If you just want to whet their appetite in a single lecture, it might be most exciting to present a powerful application. For example, support vector machines, and other machine learning algorithms, are used in chemoinformatics for drug discovery.

The learning problem essentially is: given a behavior we want a chemical to exhibit, devise a structure that exhibits that behavior by deducing it from a database of known structures that exhibit similar (or dissimilar) behaviors. The learning problem has an extra wrinkle: the new drug needs to be "distant" in global structure from previously known drugs, in order to found a patent estate.

One source is Clustering Methods and Their Uses in Computational Chemistry .

Thanks for the reference. I was thinking of perhaps teaching SVMs as an application of convex optimisation. That would relate the algorithms part with the ML part nicely.

how do you cover SVMs without linear algebra?
Lev Reyzin

I was hoping to teach them the minimum prerequisites for it in my course. Maybe that was too optimistic :-)

Are there still important examples where support vector machines are the best choice? I notice that on kaggle competitions, for example, they are never the main part of a winning entry. At least not any that I have seen recently. (I stand to be corrected of course.)

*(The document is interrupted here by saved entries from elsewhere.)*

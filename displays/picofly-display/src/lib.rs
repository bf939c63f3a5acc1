//! Character display support for the link bridge
//!
//! This crate provides:
//! - `CharDisplay` trait for text-mode displays addressed by (column, row)
//! - `Hd44780` driver for HD44780 controllers behind a PCF8574 I2C backpack
//! - `Screen`, an in-memory display that mirrors what a panel would show
//!
//! # Architecture
//!
//! The bridge only ever talks to `CharDisplay`. On the Pico that is the
//! HD44780 driver running over `embedded-hal-async` I2C; on the host the
//! `Screen` stands in for the panel.

#![no_std]
#![deny(unsafe_code)]

pub mod backend;
pub mod hd44780;
pub mod screen;

// Re-export key types
pub use backend::{CharDisplay, DisplayError};
pub use hd44780::{Hd44780, Hd44780Config};
pub use screen::{Screen, SCREEN_COLS, SCREEN_ROWS};
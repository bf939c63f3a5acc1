//! Link monitor
//!
//! Blinks the status indicator until the host opens the link. The monitor
//! only polls connection status; it never reads from the link.

use embedded_hal_async::delay::DelayNs;
use picofly_hal::{LinkStatus, OutputPin};

use crate::config::BlinkConfig;

/// Status indicator driver for the disconnected phase
pub struct LinkMonitor<P, D> {
    indicator: P,
    delay: D,
    blink: BlinkConfig,
}

impl<P, D> LinkMonitor<P, D>
where
    P: OutputPin,
    D: DelayNs,
{
    /// Create a monitor; the indicator starts off
    pub fn new(mut indicator: P, delay: D, blink: BlinkConfig) -> Self {
        indicator.set_low();
        Self {
            indicator,
            delay,
            blink,
        }
    }

    /// Blink until `link` reports a connection
    ///
    /// Status is polled before each on/off cycle, so a link that is already
    /// open returns immediately without touching the indicator. The
    /// indicator is left off on return.
    ///
    /// Returns the number of completed blink cycles.
    pub async fn wait_for_connection<L>(&mut self, link: &L) -> u32
    where
        L: LinkStatus + ?Sized,
    {
        let mut cycles: u32 = 0;

        while !link.is_connected() {
            self.indicator.set_high();
            self.delay.delay_ms(self.blink.on_ms).await;
            self.indicator.set_low();
            self.delay.delay_ms(self.blink.off_ms).await;
            cycles = cycles.wrapping_add(1);
        }

        if self.indicator.is_set_high() {
            self.indicator.set_low();
        }

        cycles
    }

    /// Current indicator state
    pub fn indicator_on(&self) -> bool {
        self.indicator.is_set_high()
    }
}
//! Picofly - USB link bridge firmware
//!
//! Main firmware binary for the Raspberry Pi Pico. Blinks the onboard LED
//! until a host opens the USB serial port, then answers every 4-byte ping
//! with its hash while echoing the traffic on a 2x16 I2C character LCD.

#![no_std]
#![no_main]

use defmt::*;
use embassy_executor::Spawner;
use embassy_rp::bind_interrupts;
use embassy_rp::i2c::{self, I2c};
use embassy_rp::peripherals::{I2C0, USB};
use embassy_rp::usb::Driver;
use embassy_time::Delay;
use static_cell::StaticCell;
use {defmt_rtt as _, panic_probe as _};

use picofly_core::config::BoardConfig;
use picofly_core::{Bridge, LinkMonitor};
use picofly_display::Hd44780;
use picofly_hal_rp2040::gpio::Indicator;

mod tasks;

use tasks::{bridge_task, usb_task, UsbStateHandler};

bind_interrupts!(struct Irqs {
    USBCTRL_IRQ => embassy_rp::usb::InterruptHandler<USB>;
    I2C0_IRQ => embassy_rp::i2c::InterruptHandler<I2C0>;
});

// USB event handler (must live forever for the device)
static USB_HANDLER: StaticCell<UsbStateHandler> = StaticCell::new();

/// Main entry point
#[embassy_executor::main]
async fn main(spawner: Spawner) {
    info!("Picofly firmware starting...");

    let board = BoardConfig::default();
    if let Err(e) = board.validate() {
        error!("Board configuration invalid: {:?}", e);
    }

    // Peripherals below are taken by type; the board description must agree
    defmt::debug_assert_eq!(board.indicator_pin, 25);
    defmt::debug_assert_eq!(board.sda_pin, 0);
    defmt::debug_assert_eq!(board.scl_pin, 1);

    // Initialize RP2040 peripherals
    let p = embassy_rp::init(Default::default());
    info!("Peripherals initialized");

    // Status LED (GPIO25), owned by the link monitor
    let indicator = Indicator::new(p.PIN_25);
    let monitor = LinkMonitor::new(indicator, Delay, board.blink);
    info!(
        "Indicator on GPIO{}: {}ms on / {}ms off",
        board.indicator_pin, board.blink.on_ms, board.blink.off_ms
    );

    // Character LCD on I2C0 (SDA=GPIO0, SCL=GPIO1)
    let mut i2c_config = i2c::Config::default();
    i2c_config.frequency = board.i2c.frequency;
    let bus = I2c::new_async(p.I2C0, p.PIN_1, p.PIN_0, Irqs, i2c_config);
    let mut lcd = Hd44780::new(bus, Delay, board.lcd);
    match lcd.init().await {
        Ok(()) => info!(
            "LCD initialized at {=u8:#04x} ({}x{}, {} Hz)",
            board.lcd.address, board.lcd.cols, board.lcd.rows, board.i2c.frequency
        ),
        Err(e) => error!("LCD init failed: {:?}", e),
    }

    // USB CDC-ACM host link
    let driver = Driver::new(p.USB, Irqs);
    let handler = USB_HANDLER.init(UsbStateHandler::new());
    let (device, link) = picofly_hal_rp2040::usb::build(driver, &board.usb, Some(handler));
    info!(
        "USB CDC-ACM configured ({=u16:#06x}:{=u16:#06x})",
        board.usb.vid, board.usb.pid
    );

    // Spawn tasks
    unwrap!(spawner.spawn(usb_task(device)));
    unwrap!(spawner.spawn(bridge_task(Bridge::new(link, lcd, monitor))));

    info!("All tasks spawned");
}
//! Bridge task
//!
//! Waits for the host, then answers pings forever. Every outcome is logged;
//! nothing is reported back to the host except replies.

use defmt::*;
use embassy_rp::i2c::{Async, I2c};
use embassy_rp::peripherals::I2C0;
use embassy_time::Delay;

use picofly_core::{Bridge, BridgeError};
use picofly_display::Hd44780;
use picofly_hal::LinkError;
use picofly_hal_rp2040::gpio::Indicator;
use picofly_hal_rp2040::usb::UsbLink;

/// Concrete bridge for the Pico board
pub type FirmwareBridge = Bridge<
    UsbLink<'static>,
    Hd44780<I2c<'static, I2C0, Async>, Delay>,
    Indicator<'static>,
    Delay,
>;

/// Bridge task - the request loop
#[embassy_executor::task]
pub async fn bridge_task(mut bridge: FirmwareBridge) {
    info!("Bridge task started, waiting for host");

    match bridge.wait_for_link().await {
        Ok(cycles) => info!("Host connected after {} blink cycles", cycles),
        Err(e) => warn!("Host connected, display not updated: {:?}", e),
    }
    info!("State: {:?}", bridge.state());

    loop {
        match bridge.serve_once().await {
            Ok(Some(exchange)) => {
                debug!(
                    "read {} -> reply {=u32:#010x}",
                    exchange.request.value, exchange.reply.hash
                );
                if let Some(e) = exchange.display_error {
                    warn!("Display update failed: {:?}", e);
                }
            }
            Ok(None) => {
                trace!("Incomplete request discarded");
            }
            Err(BridgeError::Link(LinkError::Disconnected)) => {
                debug!("Host closed the link");
            }
            Err(e) => {
                warn!("Request loop error: {:?}", e);
            }
        }
    }
}
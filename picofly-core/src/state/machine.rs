//! State machine definition

use super::events::LinkEvent;

/// Bridge states
#[derive(Debug, Clone, Copy, PartialEq, Eq, Default)]
#[cfg_attr(feature = "defmt", derive(defmt::Format))]
pub enum BridgeState {
    /// Host has not opened the link yet; indicator blinking
    #[default]
    WaitingForConnection,
    /// Answering pings; never left once entered
    Serving,
}

impl BridgeState {
    /// Check if requests may be read in this state
    pub fn is_serving(&self) -> bool {
        matches!(self, BridgeState::Serving)
    }

    /// Process an event and return the next state
    pub fn transition(self, event: LinkEvent) -> Self {
        use BridgeState::*;
        use LinkEvent::*;

        match (self, event) {
            (WaitingForConnection, Connected) => Serving,

            // Never left: reads block until the host reopens the link
            (Serving, Connected) => Serving,
        }
    }
}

K-Means and KNN are very powerful and do not require any Linear Algebra except the computation of distances of points.

K-Means in particular is a very potent algorithm. It is incredibly effective despite not having proven bounds on its objective function performance, to such a spooky extent that it's almost like the Simplex algorithm's effective polynomial complexity (despite real exponential complexity). Its online version is also useful in large-scale data applications.
Elliot JJ


The second part of "Neural Networks and Machine Learning" by Christopher Bishop (at MSR) is on algorithms in ML. Bishop's textbooks are commonly used for graduate (and later undergraduate) textbooks and are extremely well-written.


This algorithm uses graph minimum cuts to classify large amount of unlabeled samples using only small amount of labelled samples.

Its undergrad friendly. I have explained this to a few randomly chosen undergrads and they understood it.

Ref: Blum, A., & Chawla, S. (2001). Learning from labeled and unlabeled data using graph mincuts.

Self promotion Visualization of the algorithm on youtube.


You can cover some algorithms which are classic or with good intuition.

For example, C4.5 and CART, which are classic decision tree algorithms.

You also can cover some ensemble methods(e.g., AdaBoost(Boosting), Bagging), which have a very good performance in real world applications.

Furthermore, deep learning is also a good topic, because it is very hot.


Native bayes and Bayesian network, decision tree algorithms are quite easy to visualize than starting with a neutral network or svm


Genetic programming is really cool. It uses inspiration from biology, and can be applied to a vast number of problems (for example, n-queens problem, and TSP).

It does not require deep mathematical skills.

EDIT: It only requires a way to estimate how good a potential solution is. It can be used for example to guess the rule behind a series of numbers, finding minima/maxima to multi-variate problems, and search huge parameter spaces. It is suited when you are not interested in the optimal solution, but when a good enough solution will do. I believe this has been used to find good strategies for games (build orders in Starcraft 2, and optimal play in Mario).

Is there any important problem for which it is the best method? I mean it certainly isn't for TSP for example.